### What this task involves
Every record that follows should be output exactly as it is given.

### Provided information
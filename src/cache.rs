//! Read-through / write-through cache over the catalog repositories.
//!
//! [`CatalogCache`] decorates a [`CatalogStore`] with per-key TTL entries for
//! products and coupons, a cached coupon list for auto-apply enumeration, and
//! a lazily rebuilt secondary index from card-processor price id to product
//! id.
//!
//! The read path uses double-checked locking: probe under the shared lock,
//! and on a miss re-probe under the exclusive lock before fetching, because
//! another caller may have refilled the entry in between. The re-probe takes
//! a fresh timestamp; reusing the first one could treat a just-refilled entry
//! as expired inside a tight TTL window, and the refill itself is stamped
//! with that same fresh timestamp.
//!
//! Write-through operations run the mutation first and invalidate only on
//! success, so a failed write leaves the cache untouched and coherent with
//! the store.

use chrono::{DateTime, Duration, Utc};
use std::collections::HashMap;
use std::sync::Arc;
use tokio::sync::RwLock;

use crate::clock::Clock;
use crate::store::{CatalogStore, StoreError};
use crate::types::{Coupon, Product};

struct Entry<T> {
    value: T,
    cached_at: DateTime<Utc>,
}

impl<T> Entry<T> {
    fn fresh(&self, now: DateTime<Utc>, ttl: Duration) -> bool {
        now - self.cached_at < ttl
    }
}

#[derive(Default)]
struct CacheState {
    products: HashMap<String, Entry<Option<Product>>>,
    coupons: HashMap<String, Entry<Option<Coupon>>>,
    coupon_list: Option<Entry<Vec<Coupon>>>,
    /// Secondary index: card-processor price id -> product id.
    price_index: Option<Entry<HashMap<String, String>>>,
}

/// Caching decorator around the product and coupon repositories.
pub struct CatalogCache {
    store: Arc<dyn CatalogStore>,
    clock: Arc<dyn Clock>,
    ttl: Duration,
    state: RwLock<CacheState>,
}

impl CatalogCache {
    pub fn new(store: Arc<dyn CatalogStore>, clock: Arc<dyn Clock>, ttl: std::time::Duration) -> Self {
        Self {
            store,
            clock,
            ttl: Duration::from_std(ttl).unwrap_or_else(|_| Duration::seconds(60)),
            state: RwLock::new(CacheState::default()),
        }
    }

    /// Look up a product through the cache. Misses (including "no such
    /// product") are cached too, so hot 404s do not hammer the store.
    pub async fn product(&self, id: &str) -> Result<Option<Product>, StoreError> {
        let now = self.clock.now();
        {
            let state = self.state.read().await;
            if let Some(entry) = state.products.get(id) {
                if entry.fresh(now, self.ttl) {
                    return Ok(entry.value.clone());
                }
            }
        }

        let mut state = self.state.write().await;
        // Re-probe with a fresh timestamp: another caller may have refilled
        // the entry between the read unlock and the write lock.
        let now = self.clock.now();
        if let Some(entry) = state.products.get(id) {
            if entry.fresh(now, self.ttl) {
                return Ok(entry.value.clone());
            }
        }

        let fetched = self.store.product(id).await?;
        state.products.insert(
            id.to_string(),
            Entry {
                value: fetched.clone(),
                cached_at: now,
            },
        );
        Ok(fetched)
    }

    /// Look up a coupon through the cache, negative results included.
    pub async fn coupon(&self, code: &str) -> Result<Option<Coupon>, StoreError> {
        let now = self.clock.now();
        {
            let state = self.state.read().await;
            if let Some(entry) = state.coupons.get(code) {
                if entry.fresh(now, self.ttl) {
                    return Ok(entry.value.clone());
                }
            }
        }

        let mut state = self.state.write().await;
        let now = self.clock.now();
        if let Some(entry) = state.coupons.get(code) {
            if entry.fresh(now, self.ttl) {
                return Ok(entry.value.clone());
            }
        }

        let fetched = self.store.coupon(code).await?;
        state.coupons.insert(
            code.to_string(),
            Entry {
                value: fetched.clone(),
                cached_at: now,
            },
        );
        Ok(fetched)
    }

    /// The full coupon list, cached as one unit for auto-apply enumeration.
    pub async fn list_coupons(&self) -> Result<Vec<Coupon>, StoreError> {
        let now = self.clock.now();
        {
            let state = self.state.read().await;
            if let Some(entry) = &state.coupon_list {
                if entry.fresh(now, self.ttl) {
                    return Ok(entry.value.clone());
                }
            }
        }

        let mut state = self.state.write().await;
        let now = self.clock.now();
        if let Some(entry) = &state.coupon_list {
            if entry.fresh(now, self.ttl) {
                return Ok(entry.value.clone());
            }
        }

        let fetched = self.store.list_coupons().await?;
        state.coupon_list = Some(Entry {
            value: fetched.clone(),
            cached_at: now,
        });
        Ok(fetched)
    }

    /// Two-level lookup: resolve the price id through the secondary index,
    /// then the product through the primary cache.
    pub async fn product_by_price_id(
        &self,
        price_id: &str,
    ) -> Result<Option<Product>, StoreError> {
        let product_id = {
            let now = self.clock.now();
            let hit = {
                let state = self.state.read().await;
                state.price_index.as_ref().and_then(|entry| {
                    entry
                        .fresh(now, self.ttl)
                        .then(|| entry.value.get(price_id).cloned())
                })
            };
            match hit {
                Some(resolved) => resolved,
                None => {
                    let mut state = self.state.write().await;
                    let now = self.clock.now();
                    let rebuilt = match &state.price_index {
                        Some(entry) if entry.fresh(now, self.ttl) => None,
                        _ => {
                            let index: HashMap<String, String> = self
                                .store
                                .list_products()
                                .await?
                                .into_iter()
                                .filter_map(|p| {
                                    p.stripe_price_id.clone().map(|price| (price, p.id))
                                })
                                .collect();
                            Some(index)
                        }
                    };
                    if let Some(index) = rebuilt {
                        state.price_index = Some(Entry {
                            value: index,
                            cached_at: now,
                        });
                    }
                    state
                        .price_index
                        .as_ref()
                        .and_then(|entry| entry.value.get(price_id).cloned())
                }
            }
        };

        match product_id {
            Some(id) => self.product(&id).await,
            None => Ok(None),
        }
    }

    /// Write a product through to the store, then drop every cached entry.
    pub async fn upsert_product(&self, product: &Product) -> Result<(), StoreError> {
        self.store.upsert_product(product).await?;
        self.invalidate_all().await;
        Ok(())
    }

    /// Write a coupon through to the store, then drop every cached entry.
    pub async fn upsert_coupon(&self, coupon: &Coupon) -> Result<(), StoreError> {
        self.store.upsert_coupon(coupon).await?;
        self.invalidate_all().await;
        Ok(())
    }

    /// Bump a coupon's usage counter. Single-key mutation: only the touched
    /// coupon entry and the aggregate list are invalidated.
    pub async fn increment_coupon_usage(&self, code: &str) -> Result<(), StoreError> {
        self.store.increment_coupon_usage(code).await?;
        let mut state = self.state.write().await;
        state.coupons.remove(code);
        state.coupon_list = None;
        Ok(())
    }

    /// Drop every cached entry, forcing refills on next read.
    pub async fn invalidate_all(&self) {
        let mut state = self.state.write().await;
        state.products.clear();
        state.coupons.clear();
        state.coupon_list = None;
        state.price_index = None;
    }
}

### Result of this exercise
filename src/cache.rs
//! Read-through / write-through cache over the catalog repositories.
//!
//! [`CatalogCache`] decorates a [`CatalogStore`] with per-key TTL entries for
//! products and coupons, a cached coupon list for auto-apply enumeration, and
//! a lazily rebuilt secondary index from card-processor price id to product
//! id.
//!
//! The read path uses double-checked locking: probe under the shared lock,
//! and on a miss re-probe under the exclusive lock before fetching, because
//! another caller may have refilled the entry in between. The re-probe takes
//! a fresh timestamp; reusing the first one could treat a just-refilled entry
//! as expired inside a tight TTL window, and the refill itself is stamped
//! with that same fresh timestamp.
//!
//! Write-through operations run the mutation first and invalidate only on
//! success, so a failed write leaves the cache untouched and coherent with
//! the store.

use chrono::{DateTime, Duration, Utc};
use std::collections::HashMap;
use std::sync::Arc;
use tokio::sync::RwLock;

use crate::clock::Clock;
use crate::store::{CatalogStore, StoreError};
use crate::types::{Coupon, Product};

struct Entry<T> {
    value: T,
    cached_at: DateTime<Utc>,
}

impl<T> Entry<T> {
    fn fresh(&self, now: DateTime<Utc>, ttl: Duration) -> bool {
        now - self.cached_at < ttl
    }
}

#[derive(Default)]
struct CacheState {
    products: HashMap<String, Entry<Option<Product>>>,
    coupons: HashMap<String, Entry<Option<Coupon>>>,
    coupon_list: Option<Entry<Vec<Coupon>>>,
    /// Secondary index: card-processor price id -> product id.
    price_index: Option<Entry<HashMap<String, String>>>,
}

/// Caching decorator around the product and coupon repositories.
pub struct CatalogCache {
    store: Arc<dyn CatalogStore>,
    clock: Arc<dyn Clock>,
    ttl: Duration,
    state: RwLock<CacheState>,
}

impl CatalogCache {
    pub fn new(store: Arc<dyn CatalogStore>, clock: Arc<dyn Clock>, ttl: std::time::Duration) -> Self {
        Self {
            store,
            clock,
            ttl: Duration::from_std(ttl).unwrap_or_else(|_| Duration::seconds(60)),
            state: RwLock::new(CacheState::default()),
        }
    }

    /// Look up a product through the cache. Misses (including "no such
    /// product") are cached too, so hot 404s do not hammer the store.
    pub async fn product(&self, id: &str) -> Result<Option<Product>, StoreError> {
        let now = self.clock.now();
        {
            let state = self.state.read().await;
            if let Some(entry) = state.products.get(id) {
                if entry.fresh(now, self.ttl) {
                    return Ok(entry.value.clone());
                }
            }
        }

        let mut state = self.state.write().await;
        // Re-probe with a fresh timestamp: another caller may have refilled
        // the entry between the read unlock and the write lock.
        let now = self.clock.now();
        if let Some(entry) = state.products.get(id) {
            if entry.fresh(now, self.ttl) {
                return Ok(entry.value.clone());
            }
        }

        let fetched = self.store.product(id).await?;
        state.products.insert(
            id.to_string(),
            Entry {
                value: fetched.clone(),
                cached_at: now,
            },
        );
        Ok(fetched)
    }

    /// Look up a coupon through the cache, negative results included.
    pub async fn coupon(&self, code: &str) -> Result<Option<Coupon>, StoreError> {
        let now = self.clock.now();
        {
            let state = self.state.read().await;
            if let Some(entry) = state.coupons.get(code) {
                if entry.fresh(now, self.ttl) {
                    return Ok(entry.value.clone());
                }
            }
        }

        let mut state = self.state.write().await;
        let now = self.clock.now();
        if let Some(entry) = state.coupons.get(code) {
            if entry.fresh(now, self.ttl) {
                return Ok(entry.value.clone());
            }
        }

        let fetched = self.store.coupon(code).await?;
        state.coupons.insert(
            code.to_string(),
            Entry {
                value: fetched.clone(),
                cached_at: now,
            },
        );
        Ok(fetched)
    }

    /// The full coupon list, cached as one unit for auto-apply enumeration.
    pub async fn list_coupons(&self) -> Result<Vec<Coupon>, StoreError> {
        let now = self.clock.now();
        {
            let state = self.state.read().await;
            if let Some(entry) = &state.coupon_list {
                if entry.fresh(now, self.ttl) {
                    return Ok(entry.value.clone());
                }
            }
        }

        let mut state = self.state.write().await;
        let now = self.clock.now();
        if let Some(entry) = &state.coupon_list {
            if entry.fresh(now, self.ttl) {
                return Ok(entry.value.clone());
            }
        }

        let fetched = self.store.list_coupons().await?;
        state.coupon_list = Some(Entry {
            value: fetched.clone(),
            cached_at: now,
        });
        Ok(fetched)
    }

    /// Two-level lookup: resolve the price id through the secondary index,
    /// then the product through the primary cache.
    pub async fn product_by_price_id(
        &self,
        price_id: &str,
    ) -> Result<Option<Product>, StoreError> {
        let product_id = {
            let now = self.clock.now();
            let hit = {
                let state = self.state.read().await;
                state.price_index.as_ref().and_then(|entry| {
                    entry
                        .fresh(now, self.ttl)
                        .then(|| entry.value.get(price_id).cloned())
                })
            };
            match hit {
                Some(resolved) => resolved,
                None => {
                    let mut state = self.state.write().await;
                    let now = self.clock.now();
                    let rebuilt = match &state.price_index {
                        Some(entry) if entry.fresh(now, self.ttl) => None,
                        _ => {
                            let index: HashMap<String, String> = self
                                .store
                                .list_products()
                                .await?
                                .into_iter()
                                .filter_map(|p| {
                                    p.stripe_price_id.clone().map(|price| (price, p.id))
                                })
                                .collect();
                            Some(index)
                        }
                    };
                    if let Some(index) = rebuilt {
                        state.price_index = Some(Entry {
                            value: index,
                            cached_at: now,
                        });
                    }
                    state
                        .price_index
                        .as_ref()
                        .and_then(|entry| entry.value.get(price_id).cloned())
                }
            }
        };

        match product_id {
            Some(id) => self.product(&id).await,
            None => Ok(None),
        }
    }

    /// Write a product through to the store, then drop every cached entry.
    pub async fn upsert_product(&self, product: &Product) -> Result<(), StoreError> {
        self.store.upsert_product(product).await?;
        self.invalidate_all().await;
        Ok(())
    }

    /// Write a coupon through to the store, then drop every cached entry.
    pub async fn upsert_coupon(&self, coupon: &Coupon) -> Result<(), StoreError> {
        self.store.upsert_coupon(coupon).await?;
        self.invalidate_all().await;
        Ok(())
    }

    /// Bump a coupon's usage counter. Single-key mutation: only the touched
    /// coupon entry and the aggregate list are invalidated.
    pub async fn increment_coupon_usage(&self, code: &str) -> Result<(), StoreError> {
        self.store.increment_coupon_usage(code).await?;
        let mut state = self.state.write().await;
        state.coupons.remove(code);
        state.coupon_list = None;
        Ok(())
    }

    /// Drop every cached entry, forcing refills on next read.
    pub async fn invalidate_all(&self) {
        let mut state = self.state.write().await;
        state.products.clear();
        state.coupons.clear();
        state.coupon_list = None;
        state.price_index = None;
    }
}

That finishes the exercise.